La chaleur des mammifères

René McKay, cinquante-cinq ans, est prof de littérature à l'université. Fraîchement divorcé de sa femme, Vicky, il a peu de contact avec son fils de vingt ans, Mathieu. Renfrogné, désillusionné, il s'est au long des années isolé du monde. Il ne vit pas, il végète, se contentant de répéter à des étudiants distraits des vérités d'un autre âge, des concepts qui n'allument plus personne.
Un malheureux séjour en Suède pour prononcer une conférence inepte devant une poignée de blasés est la goutte qui fait déborder le vase. Plus rien de tout ça ne vaut la peine. Fini, l'amour, le sexe ; fini, les illusions, les rêves, les espoirs, l'enthousiasme. Cependant, à son retour, une grève étudiante bat son plein. Et tout est à nouveau possible.
Dressant un portrait à l'acide du milieu universitaire, Biz n'épargne ni les profs ni les étudiants, mais il célèbre l'union, la harde, la horde, c'est-à-dire le peuple en mouvement quand il n'agit pas en troupeau.
L'avis de MissDupont :
Oh qu'il fait mal à mon coeur de lectrice lorsque je termine un roman avec une pointe de déception. J'avais tellement été renversée par Naufrage que, par ricochet, j'ai placé beaucoup d'attente sur celui-ci en me disant que j'allais être giflée une seconde fois. Seulement voilà, La chaleur des mammifères ne peut être comparé avec le précédent titre. Il n'est pas mauvais (loin de là!), mais nous ne retrouvons pas ce fond dramatique qui est venu nous marquer au fer rouge dans Naufrage.
Dans ce roman-ci, l'auteur s'est inspiré de l'importante grève étudiante de 2012.
Nous revivons donc d'une certaine manière ce moment historique, mais dans le regard d'un prof d'université cynique et apathique. Ne vous inquiêtez pas, ces caractéristiques le rendent sympathiques 😜
"Sous prétexte qu'ils ont beaucoup lu, les étudiants en littérature prétendent à une insupportable supériorité morale. En vérité, ce sont des hypothéqués intellectuels; avec une mise de fonds valable, certes, mais qui ne sont pas encore propriétaires de leurs idées."
Ce passage m'a tellement rappelé mes études collégiales alors que j'étais étudiante en Art & Lettres, Communication. Ce tableau qu'il dépeint est tellement proche de la réalité.
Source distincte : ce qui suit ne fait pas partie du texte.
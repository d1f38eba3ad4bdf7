// SPDX-License-Identifier: BUSL-1.1
// Copyright (c) 2026 Alfred Jean LLC

//! Line-delimited JSON framing over the WebSocket text channel (spec.md §6).

use serde::{de::DeserializeOwned, Serialize};
use thiserror::Error;

#[derive(Debug, Error)]
pub enum WireError {
    #[error("malformed JSON frame: {0}")]
    MalformedJson(#[from] serde_json::Error),
}

/// Parse one incoming text frame as `T`. A frame is expected to be a single
/// JSON object; trailing/leading whitespace (including a newline some
/// clients send) is tolerated.
pub fn decode<T: DeserializeOwned>(frame: &str) -> Result<T, WireError> {
    serde_json::from_str(frame.trim()).map_err(WireError::from)
}

/// Serialize `T` as one line-delimited JSON frame (a trailing `\n`).
pub fn encode<T: Serialize>(value: &T) -> Result<String, WireError> {
    let mut text = serde_json::to_string(value)?;
    text.push('\n');
    Ok(text)
}

#[cfg(test)]
#[path = "wire_tests.rs"]
mod tests;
Oh les étudiants en littérature ne sont pas tous comme ça... mais plusieurs pètent plus haut que le trou comme j'aimais le dire. 😵
Sérieusement, nous avons tous suivi de prêt où de loin ce fameux mouvement étudiant du printemps érable et il est intéressant de le revoir d'un angle différent une fois la poussière retombée.
Auteur : Biz
Éditions : Leméac
Parution : Septembre 2017
Pages : 157
La cafétéria était bruyante et animée. Je me suis mis un fil pour le café. Partout, la jeunesse. Belle et bête, courbée sur son téléphone comme Atlas sous le poids du monde. Dans la tribu, le tatoo était la norme. Il y avait eu les motifs tribaux sur les biceps, les aphorismes cucul calligraphiés0 en anglais sur les avant-bras, les étoiles sur les mains, les barbelés autour des chevilles, les papillons au creux des reins, les pattes de couguar entre les seins, les caractères japonais dans le cou et, depuis peu, on voyait se multiplier les capteurs de rêves. Et ce n'était là que la partie émergée de l'iceberg. Dieu sait quels gribouillages ornaient leur intimité. Qu'est-ce que tout cela voulait dire? Qu'en aurait pensé Roland Barthes dans ses Mythologies? Pauvres jeunes: ils voulaient tellement être uniques qu'ils en devenaient identiques. Pareils dans la diversité. Quelle indécente vulgarité que d'afficher son imaginaire à la vue de tous. Quelle vanité que d'élever son corps au rang d'oeuvre d'art. Et que deviendrais l'oeuvre lorsque la toile serait abaissée et plissée? Qu'adviendrait-il de ces vieillards barbouillés de souvenirs décolorés? Le tatoo était le révélateur le plus probant d'une génération narcissique, incapable d'envisager l'avenir et esclave des pulsions du présent.